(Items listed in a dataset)
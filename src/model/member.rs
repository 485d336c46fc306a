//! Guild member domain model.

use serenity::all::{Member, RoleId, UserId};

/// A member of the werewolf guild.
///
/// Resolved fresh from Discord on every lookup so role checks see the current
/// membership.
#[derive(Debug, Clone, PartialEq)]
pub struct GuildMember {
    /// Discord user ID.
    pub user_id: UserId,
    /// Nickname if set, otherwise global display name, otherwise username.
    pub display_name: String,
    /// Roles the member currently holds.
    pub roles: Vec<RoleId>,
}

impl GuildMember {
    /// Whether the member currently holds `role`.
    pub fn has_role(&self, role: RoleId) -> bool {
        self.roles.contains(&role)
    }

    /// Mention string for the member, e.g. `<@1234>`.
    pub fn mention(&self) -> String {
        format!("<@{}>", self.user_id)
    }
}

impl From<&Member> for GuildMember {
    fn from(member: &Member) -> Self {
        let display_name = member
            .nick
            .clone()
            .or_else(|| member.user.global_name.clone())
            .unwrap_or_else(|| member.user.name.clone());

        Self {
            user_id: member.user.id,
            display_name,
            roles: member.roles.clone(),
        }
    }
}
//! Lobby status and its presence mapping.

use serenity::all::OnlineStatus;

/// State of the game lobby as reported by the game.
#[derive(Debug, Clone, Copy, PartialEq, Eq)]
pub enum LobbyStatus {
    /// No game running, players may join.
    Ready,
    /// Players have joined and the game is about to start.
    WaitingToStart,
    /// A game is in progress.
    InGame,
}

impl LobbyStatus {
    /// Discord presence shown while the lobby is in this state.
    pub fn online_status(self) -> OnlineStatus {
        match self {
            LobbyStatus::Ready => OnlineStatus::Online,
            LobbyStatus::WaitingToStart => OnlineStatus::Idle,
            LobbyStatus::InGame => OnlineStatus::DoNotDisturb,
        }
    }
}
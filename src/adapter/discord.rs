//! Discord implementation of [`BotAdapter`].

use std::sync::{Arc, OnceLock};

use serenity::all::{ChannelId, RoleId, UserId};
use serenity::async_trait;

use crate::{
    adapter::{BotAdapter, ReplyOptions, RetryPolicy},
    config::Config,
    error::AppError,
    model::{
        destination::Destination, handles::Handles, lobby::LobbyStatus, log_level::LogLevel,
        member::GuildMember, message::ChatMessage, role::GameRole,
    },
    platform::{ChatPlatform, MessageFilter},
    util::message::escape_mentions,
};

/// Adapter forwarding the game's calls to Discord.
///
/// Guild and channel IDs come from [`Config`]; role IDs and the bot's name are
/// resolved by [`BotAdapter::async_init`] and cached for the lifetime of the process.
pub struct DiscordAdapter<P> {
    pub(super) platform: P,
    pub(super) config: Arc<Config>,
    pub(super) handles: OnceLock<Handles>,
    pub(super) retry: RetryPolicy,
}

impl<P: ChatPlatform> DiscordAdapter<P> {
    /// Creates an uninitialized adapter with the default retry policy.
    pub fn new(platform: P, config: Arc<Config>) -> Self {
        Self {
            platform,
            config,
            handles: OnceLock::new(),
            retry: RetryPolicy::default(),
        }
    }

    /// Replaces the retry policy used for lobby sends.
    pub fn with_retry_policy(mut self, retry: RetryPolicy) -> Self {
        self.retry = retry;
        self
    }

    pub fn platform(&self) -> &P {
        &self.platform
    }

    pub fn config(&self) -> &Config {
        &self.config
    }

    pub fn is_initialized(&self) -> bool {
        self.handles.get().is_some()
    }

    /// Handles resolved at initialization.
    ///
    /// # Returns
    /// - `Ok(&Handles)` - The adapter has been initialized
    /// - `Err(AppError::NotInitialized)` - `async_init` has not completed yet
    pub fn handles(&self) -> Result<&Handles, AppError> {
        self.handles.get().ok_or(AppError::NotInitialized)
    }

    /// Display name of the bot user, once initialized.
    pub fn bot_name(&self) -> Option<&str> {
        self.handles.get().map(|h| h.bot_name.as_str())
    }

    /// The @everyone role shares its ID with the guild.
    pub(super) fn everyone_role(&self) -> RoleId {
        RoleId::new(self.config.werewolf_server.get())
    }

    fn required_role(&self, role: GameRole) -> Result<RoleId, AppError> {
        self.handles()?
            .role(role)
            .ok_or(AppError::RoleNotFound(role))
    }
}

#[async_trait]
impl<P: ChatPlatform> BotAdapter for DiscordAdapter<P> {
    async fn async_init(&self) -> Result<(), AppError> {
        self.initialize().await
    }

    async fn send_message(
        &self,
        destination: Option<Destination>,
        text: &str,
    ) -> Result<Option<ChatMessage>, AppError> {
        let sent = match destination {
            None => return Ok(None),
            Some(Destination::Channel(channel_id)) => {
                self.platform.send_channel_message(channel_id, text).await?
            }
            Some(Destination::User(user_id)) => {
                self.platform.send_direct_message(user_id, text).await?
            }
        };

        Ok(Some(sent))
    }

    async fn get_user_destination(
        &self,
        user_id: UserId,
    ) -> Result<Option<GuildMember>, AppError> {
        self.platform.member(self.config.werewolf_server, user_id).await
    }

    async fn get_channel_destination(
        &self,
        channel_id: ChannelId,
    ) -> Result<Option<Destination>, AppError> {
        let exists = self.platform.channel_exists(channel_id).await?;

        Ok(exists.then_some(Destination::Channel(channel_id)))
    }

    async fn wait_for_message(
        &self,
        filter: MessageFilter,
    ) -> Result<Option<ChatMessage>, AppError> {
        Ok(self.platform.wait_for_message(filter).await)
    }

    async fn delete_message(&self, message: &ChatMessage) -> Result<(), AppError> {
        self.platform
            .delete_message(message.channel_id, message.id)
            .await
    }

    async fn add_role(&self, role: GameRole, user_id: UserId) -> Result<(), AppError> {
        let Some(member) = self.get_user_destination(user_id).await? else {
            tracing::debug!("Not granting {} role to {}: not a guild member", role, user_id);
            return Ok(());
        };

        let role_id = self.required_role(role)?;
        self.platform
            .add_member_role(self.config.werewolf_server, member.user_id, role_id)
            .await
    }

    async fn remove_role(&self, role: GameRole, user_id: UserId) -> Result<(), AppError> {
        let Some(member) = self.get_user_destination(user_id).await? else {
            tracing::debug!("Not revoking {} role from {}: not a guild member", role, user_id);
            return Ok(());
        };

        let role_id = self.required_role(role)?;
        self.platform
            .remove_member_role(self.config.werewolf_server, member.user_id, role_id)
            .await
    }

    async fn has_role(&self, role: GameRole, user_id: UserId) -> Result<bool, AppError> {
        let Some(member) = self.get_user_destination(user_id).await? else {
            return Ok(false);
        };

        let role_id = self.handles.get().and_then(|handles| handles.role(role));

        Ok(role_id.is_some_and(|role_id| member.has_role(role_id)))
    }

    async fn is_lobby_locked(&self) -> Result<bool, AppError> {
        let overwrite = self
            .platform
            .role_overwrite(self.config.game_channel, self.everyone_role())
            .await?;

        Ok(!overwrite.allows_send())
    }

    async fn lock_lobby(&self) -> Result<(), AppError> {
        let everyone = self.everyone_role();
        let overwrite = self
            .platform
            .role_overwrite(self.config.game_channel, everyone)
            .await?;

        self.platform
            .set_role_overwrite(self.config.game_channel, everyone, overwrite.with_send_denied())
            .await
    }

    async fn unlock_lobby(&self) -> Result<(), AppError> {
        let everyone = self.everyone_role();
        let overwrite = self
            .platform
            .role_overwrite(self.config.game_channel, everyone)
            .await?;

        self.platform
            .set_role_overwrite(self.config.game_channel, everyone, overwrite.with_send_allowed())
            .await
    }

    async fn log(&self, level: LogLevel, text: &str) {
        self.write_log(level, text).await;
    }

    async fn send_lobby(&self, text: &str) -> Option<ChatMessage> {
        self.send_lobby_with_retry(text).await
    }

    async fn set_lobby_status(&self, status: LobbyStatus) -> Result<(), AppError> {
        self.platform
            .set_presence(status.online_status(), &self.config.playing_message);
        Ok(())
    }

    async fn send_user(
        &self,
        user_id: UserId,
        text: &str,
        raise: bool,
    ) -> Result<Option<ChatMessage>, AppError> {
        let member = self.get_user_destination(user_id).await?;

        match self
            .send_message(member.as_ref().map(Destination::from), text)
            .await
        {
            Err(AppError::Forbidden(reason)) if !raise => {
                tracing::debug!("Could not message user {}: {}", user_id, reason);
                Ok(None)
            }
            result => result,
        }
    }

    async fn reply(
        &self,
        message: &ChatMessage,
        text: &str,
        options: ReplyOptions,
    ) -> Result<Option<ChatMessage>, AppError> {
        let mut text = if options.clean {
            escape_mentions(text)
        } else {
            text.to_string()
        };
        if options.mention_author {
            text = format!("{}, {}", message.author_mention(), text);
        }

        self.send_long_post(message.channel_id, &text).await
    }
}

** Task prompt **
Find the word "struct" in the records, and report each line that has it.

** Problem solution **
pub struct GuildMember {
pub struct DiscordAdapter<P> {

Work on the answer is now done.